Сын ее Михасик был тихий дурачок лет шести-семи. Он мог часами сидеть у Машенькиных ног, слушая сказки, которые она рассказывала ему по памяти.
Перед сном Михасик раздевался донага, растопыривал руки и закрывал глаза.
– Машенька, глянь, какой Михасик красивый! – говорила со слезами в голосе Мария. – Чудо!
– Чудо, – соглашалась Машенька. – А почему с закрытыми глазами,
Михасик?
– С открытыми я некрасивый, – отвечал мальчик.
Иногда он ложился спать с Машенькой. Ему очень нравилось, когда девушка, пожелав ему спокойной ночи, целовала его в губы. После этого он мгновенно засыпал.
– Хотела бы себе такого? – спросила Мария. – Ну, не дурачка, конечно, а – такого. Маленького, сердечненького…
Машенька кивала. Да, маленького и сердечненького – хотела, хотя никогда раньше об этом не задумывалась.
В ночь перед отъездом наконец развязали веревку и открыли чемодан – Машенька ахнула: братья щедро расплатились с нею дорогой одеждой и пятью золотыми ложками.
– И мою возьми, – потребовал Михасик, протягивая Машеньке ярко блестевшую серебряную ложечку.
Мария покивала – Машенька взяла, поблагодарив Михасика поцелуем.
Мальчик разулыбался, а Мария, схватившись за лицо обеими руками, быстро вышла из дома.
Рано утром приехал на мотоцикле улыбающийся золотыми зубами
Петр. Он должен был отвезти Машеньку к поезду.
– А хозяйка где?
Хозяйку нашли в рощице, спускавшейся к оврагу. Петр снял ее с дерева и отнес в дом.
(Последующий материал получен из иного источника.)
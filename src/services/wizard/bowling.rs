use serde::Deserialize;

use crate::models::{Activity, BookingDetails, FieldErrors, Guests};
use crate::services::pricing;

use super::ActivityForm;

pub const MAX_GUESTS: u32 = 8;
pub const MAX_GAMES: u32 = 5;

#[derive(Debug, Clone, PartialEq, Deserialize)]
#[serde(default)]
pub struct BowlingForm {
    pub adults: u32,
    pub children: u32,
    pub games: u32,
}

impl Default for BowlingForm {
    fn default() -> Self {
        Self {
            adults: 2,
            children: 0,
            games: 1,
        }
    }
}

impl BowlingForm {
    /// Widened so request-supplied counts cannot wrap past the guest limit.
    pub fn total_guests(&self) -> u64 {
        u64::from(self.adults) + u64::from(self.children)
    }

    pub fn lanes(&self) -> u32 {
        pricing::bowling_lanes(self.adults, self.children)
    }
}

impl ActivityForm for BowlingForm {
    const ACTIVITY: Activity = Activity::Bowling;

    fn validate(&self) -> FieldErrors {
        let mut errors = FieldErrors::new();

        let guests = self.total_guests();
        if guests < 1 {
            errors.insert("guests", "At least one guest is required".to_string());
        } else if guests > u64::from(MAX_GUESTS) {
            errors.insert("guests", format!("Maximum {MAX_GUESTS} guests per lane"));
        }

        if !(1..=MAX_GAMES).contains(&self.games) {
            errors.insert("games", format!("Please select 1-{MAX_GAMES} games"));
        }

        errors
    }

    fn total_price(&self) -> f64 {
        pricing::bowling_price(self.adults, self.children, self.games)
    }

    fn guests(&self) -> Guests {
        Guests {
            adults: Some(self.adults),
            children: Some(self.children),
        }
    }

    fn details(&self) -> BookingDetails {
        BookingDetails {
            games: Some(self.games),
            lanes: Some(self.lanes()),
            ..Default::default()
        }
    }
}
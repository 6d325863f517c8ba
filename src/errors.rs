use axum::http::StatusCode;
use axum::response::{IntoResponse, Response};

use crate::models::FieldErrors;
use crate::services::wizard::WizardError;

#[derive(Debug, thiserror::Error)]
pub enum AppError {
    #[error("validation failed")]
    Validation {
        step: Option<u8>,
        errors: FieldErrors,
    },

    #[error("bad request: {0}")]
    BadRequest(String),

    #[error("internal error: {0}")]
    Internal(String),
}

impl From<WizardError> for AppError {
    fn from(err: WizardError) -> Self {
        match err {
            WizardError::Validation { step, errors } => AppError::Validation {
                step: Some(step.number()),
                errors,
            },
            other => AppError::Internal(other.to_string()),
        }
    }
}

impl IntoResponse for AppError {
    fn into_response(self) -> Response {
        let status = match &self {
            AppError::Validation { .. } => StatusCode::UNPROCESSABLE_ENTITY,
            AppError::BadRequest(_) => StatusCode::BAD_REQUEST,
            AppError::Internal(_) => StatusCode::INTERNAL_SERVER_ERROR,
        };

        let body = match &self {
            AppError::Validation { step, errors } => serde_json::json!({
                "error": self.to_string(),
                "step": step,
                "errors": errors,
            }),
            _ => serde_json::json!({ "error": self.to_string() }),
        };
        (status, axum::Json(body)).into_response()
    }
}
– Видишь ты, – задумчиво проговорил он, – и твоя веревка сгодилась. Но это уже не твое дело.
– А что же с Михасиком будет? – спросила Машенька, стараясь не смотреть на тело Марии, кулем лежавшее в углу с веревкой на шее и высунутым языком. – Он же погибнет один.
– Может, и погибнет, – пробормотал Петр. – А может, и нет.
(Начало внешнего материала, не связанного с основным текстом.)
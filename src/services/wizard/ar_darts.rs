use serde::Deserialize;

use crate::models::{Activity, BookingDetails, FieldErrors, Guests};
use crate::services::pricing;

use super::ActivityForm;

pub const MAX_LANES: u32 = 4;
pub const MAX_ADDON_CHILDREN: u32 = 8;
pub const DURATIONS: [u32; 2] = [30, 60];
/// Headcount recorded per dart lane.
const ADULTS_PER_LANE: u32 = 2;

#[derive(Debug, Clone, PartialEq, Deserialize)]
#[serde(default, rename_all = "camelCase")]
pub struct ArDartsForm {
    pub lanes: u32,
    /// Minutes.
    pub duration: u32,
    pub soft_play_addon: bool,
    pub children: u32,
}

impl Default for ArDartsForm {
    fn default() -> Self {
        Self {
            lanes: 1,
            duration: 60,
            soft_play_addon: false,
            children: 0,
        }
    }
}

impl ArDartsForm {
    fn addon_children(&self) -> Option<u32> {
        self.soft_play_addon.then_some(self.children)
    }
}

impl ActivityForm for ArDartsForm {
    const ACTIVITY: Activity = Activity::ArDarts;

    fn validate(&self) -> FieldErrors {
        let mut errors = FieldErrors::new();

        if !(1..=MAX_LANES).contains(&self.lanes) {
            errors.insert("lanes", format!("Please select 1-{MAX_LANES} dart lanes"));
        }
        if !DURATIONS.contains(&self.duration) {
            errors.insert("duration", "Please select a valid duration".to_string());
        }
        if self.soft_play_addon {
            if self.children < 1 {
                errors.insert(
                    "children",
                    "Please specify number of children for soft play addon".to_string(),
                );
            } else if self.children > MAX_ADDON_CHILDREN {
                errors.insert(
                    "children",
                    format!("Maximum {MAX_ADDON_CHILDREN} children for soft play addon"),
                );
            }
        }

        errors
    }

    fn total_price(&self) -> f64 {
        pricing::ar_darts_price(self.lanes, self.duration, self.addon_children())
    }

    fn guests(&self) -> Guests {
        Guests {
            adults: Some(self.lanes.saturating_mul(ADULTS_PER_LANE)),
            children: Some(self.addon_children().unwrap_or(0)),
        }
    }

    fn details(&self) -> BookingDetails {
        BookingDetails {
            lanes: Some(self.lanes),
            duration: Some(self.duration),
            soft_play_addon: Some(self.soft_play_addon),
            ..Default::default()
        }
    }
}

#[cfg(test)]
mod tests {
    use super::*;

    #[test]
    fn test_defaults_are_valid() {
        let form = ArDartsForm::default();
        assert!(form.validate().is_empty());
        assert_eq!(form.total_price(), 25.0);
    }

    #[test]
    fn test_lane_and_duration_limits() {
        let form = ArDartsForm {
            lanes: 5,
            duration: 45,
            ..Default::default()
        };
        let errors = form.validate();
        assert_eq!(errors["lanes"], "Please select 1-4 dart lanes");
        assert_eq!(errors["duration"], "Please select a valid duration");
        assert!(!errors.contains_key("children"));
    }

    #[test]
    fn test_addon_needs_children() {
        let form = ArDartsForm {
            soft_play_addon: true,
            children: 0,
            ..Default::default()
        };
        assert_eq!(
            form.validate()["children"],
            "Please specify number of children for soft play addon"
        );

        let too_many = ArDartsForm {
            soft_play_addon: true,
            children: 9,
            ..Default::default()
        };
        assert!(too_many.validate().contains_key("children"));
    }

    #[test]
    fn test_huge_counts_are_rejected() {
        let form = ArDartsForm {
            lanes: u32::MAX,
            duration: u32::MAX,
            soft_play_addon: true,
            children: u32::MAX,
        };
        let errors = form.validate();
        assert_eq!(errors["lanes"], "Please select 1-4 dart lanes");
        assert_eq!(errors["duration"], "Please select a valid duration");
        assert_eq!(errors["children"], "Maximum 8 children for soft play addon");
        assert_eq!(form.guests().adults, Some(u32::MAX));
    }

    #[test]
    fn test_children_ignored_without_addon() {
        let form = ArDartsForm {
            lanes: 2,
            duration: 30,
            soft_play_addon: false,
            children: 5,
        };
        assert!(form.validate().is_empty());
        assert_eq!(form.total_price(), 30.0);
        assert_eq!(form.guests().children, Some(0));
    }

    #[test]
    fn test_two_lanes_hour_with_addon() {
        let form = ArDartsForm {
            lanes: 2,
            duration: 60,
            soft_play_addon: true,
            children: 3,
        };
        assert_eq!(form.total_price(), 86.0);
        assert_eq!(form.guests().adults, Some(4));
        assert_eq!(form.guests().children, Some(3));
        let details = form.details();
        assert_eq!(details.lanes, Some(2));
        assert_eq!(details.duration, Some(60));
        assert_eq!(details.soft_play_addon, Some(true));
    }

    #[test]
    fn test_deserializes_camel_case() {
        let form: ArDartsForm =
            serde_json::from_str(r#"{"lanes": 2, "softPlayAddon": true, "children": 3}"#).unwrap();
        assert!(form.soft_play_addon);
        assert_eq!(form.duration, 60);
    }
}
Цыганам его сдать, что ли? Им всегда дети нужны, а тут настоящий дурачок – денежное дитя…
– А если я… – Машенька запнулась, но выдержала тяжелый взгляд
Петра. -…я его с собой возьму? Мы с Марией договорились: в случае чего я его себе возьму…
Петр усмехнулся:
– Врешь, конечно. Просто поймала она тебя. Давно хотела на себя руки наложить, да за мальчишку боялась. А ты на мальчишку клюнула. Ну да дело хозяйское. Садитесь в коляску оба. А я бабам по пути крикну, чтоб прибрали ее.
– Веревку верни.
– Чего? – Петр вдруг отвернулся. – Верну. Чужого имущества не надо.
Машенька вернулась домой ночным поездом. Встречала ее одна
Смушка, по такому случаю вырядившаяся в яркое платье и даже прошедшаяся сапожной щеткой с черным гуталином по седым ресницам.
Она приняла чемодан и полусонного мальчика.
Поцеловались – со свиданьицем.
– Мальчик-то чей?
– Мой.
– Вижу, что твой, – рассердилась Смушка. – Но – чей?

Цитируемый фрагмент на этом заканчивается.